» Activity
A word-for-word transcription of every record is needed.

Collected data
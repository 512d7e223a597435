use crate::error::{redis_error, serde_error, SessionResult};
use crate::id::SessionId;
use crate::model::{RecordSummary, SessionRecord};
use crate::store::{RecordIter, SessionStore};
use redis::{Client, Commands, Connection};
use serde_json::{Map, Value};
use std::collections::VecDeque;
use time::OffsetDateTime;

const DEFAULT_NAMESPACE: &str = "websession";
const SCAN_BATCH: usize = 256;

/// Redis-backed session store. Each record is one JSON string under `<namespace>:session:<id>`.
pub struct RedisSessionStore {
    client: Client,
    namespace: String,
}

impl RedisSessionStore {
    /// Creates a store using a Redis URL and the default namespace prefix.
    pub fn from_url(url: impl AsRef<str>) -> SessionResult<Self> {
        let client = Client::open(url.as_ref()).map_err(redis_error)?;
        Ok(Self::with_namespace(client, DEFAULT_NAMESPACE))
    }

    /// Creates a store using a Redis URL and a custom namespace prefix.
    pub fn from_url_with_namespace(
        url: impl AsRef<str>,
        namespace: impl Into<String>,
    ) -> SessionResult<Self> {
        let client = Client::open(url.as_ref()).map_err(redis_error)?;
        Ok(Self::with_namespace(client, namespace))
    }

    pub fn with_namespace(client: Client, namespace: impl Into<String>) -> Self {
        Self {
            client,
            namespace: namespace.into(),
        }
    }

    fn conn(&self) -> SessionResult<Connection> {
        self.client.get_connection().map_err(redis_error)
    }

    fn key_prefix(&self) -> String {
        format!("{}:session:", self.namespace)
    }

    fn session_entry_key(&self, id: &SessionId) -> String {
        format!("{}{}", self.key_prefix(), id.as_str())
    }

    fn serialize(record: &SessionRecord) -> SessionResult<String> {
        serde_json::to_string(record).map_err(serde_error)
    }

    fn deserialize(payload: &str) -> SessionResult<SessionRecord> {
        serde_json::from_str(payload).map_err(serde_error)
    }
}

impl SessionStore for RedisSessionStore {
    fn get(&self, id: &SessionId) -> SessionResult<Option<SessionRecord>> {
        let mut conn = self.conn()?;
        let payload: Option<String> = conn.get(self.session_entry_key(id)).map_err(redis_error)?;
        payload.as_deref().map(Self::deserialize).transpose()
    }

    fn create(&self, id: &SessionId) -> SessionResult<()> {
        let payload = Self::serialize(&SessionRecord::empty(id.clone()))?;
        let mut conn = self.conn()?;
        conn.set_nx::<_, _, bool>(self.session_entry_key(id), payload)
            .map_err(redis_error)?;
        Ok(())
    }

    fn update(&self, id: &SessionId, data: &Map<String, Value>) -> SessionResult<OffsetDateTime> {
        let now = OffsetDateTime::now_utc();
        let record = SessionRecord {
            id: id.clone(),
            data: data.clone(),
            updated_at: Some(now),
        };
        let payload = Self::serialize(&record)?;
        let mut conn = self.conn()?;
        conn.set::<_, _, ()>(self.session_entry_key(id), payload)
            .map_err(redis_error)?;
        Ok(now)
    }

    fn delete(&self, id: &SessionId) -> SessionResult<()> {
        let mut conn = self.conn()?;
        let _: () = conn.del(self.session_entry_key(id)).map_err(redis_error)?;
        Ok(())
    }

    fn list(&self) -> SessionResult<RecordIter<'_>> {
        Ok(Box::new(ScanIter {
            conn: self.conn()?,
            pattern: format!("{}*", self.key_prefix()),
            cursor: 0,
            exhausted: false,
            pending: VecDeque::new(),
        }))
    }
}

/// Pages through the namespace with `SCAN`, fetching one batch of records at a time.
struct ScanIter {
    conn: Connection,
    pattern: String,
    cursor: u64,
    exhausted: bool,
    pending: VecDeque<String>,
}

impl ScanIter {
    fn fetch_batch(&mut self) -> SessionResult<()> {
        let (next, keys): (u64, Vec<String>) = redis::cmd("SCAN")
            .arg(self.cursor)
            .arg("MATCH")
            .arg(&self.pattern)
            .arg("COUNT")
            .arg(SCAN_BATCH)
            .query(&mut self.conn)
            .map_err(redis_error)?;
        self.cursor = next;
        self.exhausted = next == 0;
        self.pending.extend(keys);
        Ok(())
    }
}

impl Iterator for ScanIter {
    type Item = SessionResult<RecordSummary>;

    fn next(&mut self) -> Option<Self::Item> {
        loop {
            if let Some(key) = self.pending.pop_front() {
                let payload: Option<String> = match self.conn.get(&key).map_err(redis_error) {
                    Ok(payload) => payload,
                    Err(err) => return Some(Err(err)),
                };
                // Deleted between SCAN and GET.
                let Some(payload) = payload else {
                    continue;
                };
                return Some(RedisSessionStore::deserialize(&payload).map(|r| r.summary()));
            }
            if self.exhausted {
                return None;
            }
            if let Err(err) = self.fetch_batch() {
                self.exhausted = true;
                return Some(Err(err));
            }
        }
    }
}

» Task solution
repository 512d7e223a597435
use crate::error::{redis_error, serde_error, SessionResult};
use crate::id::SessionId;
use crate::model::{RecordSummary, SessionRecord};
use crate::store::{RecordIter, SessionStore};
use redis::{Client, Commands, Connection};
use serde_json::{Map, Value};
use std::collections::VecDeque;
use time::OffsetDateTime;

const DEFAULT_NAMESPACE: &str = "websession";
const SCAN_BATCH: usize = 256;

/// Redis-backed session store. Each record is one JSON string under `<namespace>:session:<id>`.
pub struct RedisSessionStore {
    client: Client,
    namespace: String,
}

impl RedisSessionStore {
    /// Creates a store using a Redis URL and the default namespace prefix.
    pub fn from_url(url: impl AsRef<str>) -> SessionResult<Self> {
        let client = Client::open(url.as_ref()).map_err(redis_error)?;
        Ok(Self::with_namespace(client, DEFAULT_NAMESPACE))
    }

    /// Creates a store using a Redis URL and a custom namespace prefix.
    pub fn from_url_with_namespace(
        url: impl AsRef<str>,
        namespace: impl Into<String>,
    ) -> SessionResult<Self> {
        let client = Client::open(url.as_ref()).map_err(redis_error)?;
        Ok(Self::with_namespace(client, namespace))
    }

    pub fn with_namespace(client: Client, namespace: impl Into<String>) -> Self {
        Self {
            client,
            namespace: namespace.into(),
        }
    }

    fn conn(&self) -> SessionResult<Connection> {
        self.client.get_connection().map_err(redis_error)
    }

    fn key_prefix(&self) -> String {
        format!("{}:session:", self.namespace)
    }

    fn session_entry_key(&self, id: &SessionId) -> String {
        format!("{}{}", self.key_prefix(), id.as_str())
    }

    fn serialize(record: &SessionRecord) -> SessionResult<String> {
        serde_json::to_string(record).map_err(serde_error)
    }

    fn deserialize(payload: &str) -> SessionResult<SessionRecord> {
        serde_json::from_str(payload).map_err(serde_error)
    }
}

impl SessionStore for RedisSessionStore {
    fn get(&self, id: &SessionId) -> SessionResult<Option<SessionRecord>> {
        let mut conn = self.conn()?;
        let payload: Option<String> = conn.get(self.session_entry_key(id)).map_err(redis_error)?;
        payload.as_deref().map(Self::deserialize).transpose()
    }

    fn create(&self, id: &SessionId) -> SessionResult<()> {
        let payload = Self::serialize(&SessionRecord::empty(id.clone()))?;
        let mut conn = self.conn()?;
        conn.set_nx::<_, _, bool>(self.session_entry_key(id), payload)
            .map_err(redis_error)?;
        Ok(())
    }

    fn update(&self, id: &SessionId, data: &Map<String, Value>) -> SessionResult<OffsetDateTime> {
        let now = OffsetDateTime::now_utc();
        let record = SessionRecord {
            id: id.clone(),
            data: data.clone(),
            updated_at: Some(now),
        };
        let payload = Self::serialize(&record)?;
        let mut conn = self.conn()?;
        conn.set::<_, _, ()>(self.session_entry_key(id), payload)
            .map_err(redis_error)?;
        Ok(now)
    }

    fn delete(&self, id: &SessionId) -> SessionResult<()> {
        let mut conn = self.conn()?;
        let _: () = conn.del(self.session_entry_key(id)).map_err(redis_error)?;
        Ok(())
    }

    fn list(&self) -> SessionResult<RecordIter<'_>> {
        Ok(Box::new(ScanIter {
            conn: self.conn()?,
            pattern: format!("{}*", self.key_prefix()),
            cursor: 0,
            exhausted: false,
            pending: VecDeque::new(),
        }))
    }
}

/// Pages through the namespace with `SCAN`, fetching one batch of records at a time.
struct ScanIter {
    conn: Connection,
    pattern: String,
    cursor: u64,
    exhausted: bool,
    pending: VecDeque<String>,
}

impl ScanIter {
    fn fetch_batch(&mut self) -> SessionResult<()> {
        let (next, keys): (u64, Vec<String>) = redis::cmd("SCAN")
            .arg(self.cursor)
            .arg("MATCH")
            .arg(&self.pattern)
            .arg("COUNT")
            .arg(SCAN_BATCH)
            .query(&mut self.conn)
            .map_err(redis_error)?;
        self.cursor = next;
        self.exhausted = next == 0;
        self.pending.extend(keys);
        Ok(())
    }
}

impl Iterator for ScanIter {
    type Item = SessionResult<RecordSummary>;

    fn next(&mut self) -> Option<Self::Item> {
        loop {
            if let Some(key) = self.pending.pop_front() {
                let payload: Option<String> = match self.conn.get(&key).map_err(redis_error) {
                    Ok(payload) => payload,
                    Err(err) => return Some(Err(err)),
                };
                // Deleted between SCAN and GET.
                let Some(payload) = payload else {
                    continue;
                };
                return Some(RedisSessionStore::deserialize(&payload).map(|r| r.summary()));
            }
            if self.exhausted {
                return None;
            }
            if let Err(err) = self.fetch_batch() {
                self.exhausted = true;
                return Some(Err(err));
            }
        }
    }
}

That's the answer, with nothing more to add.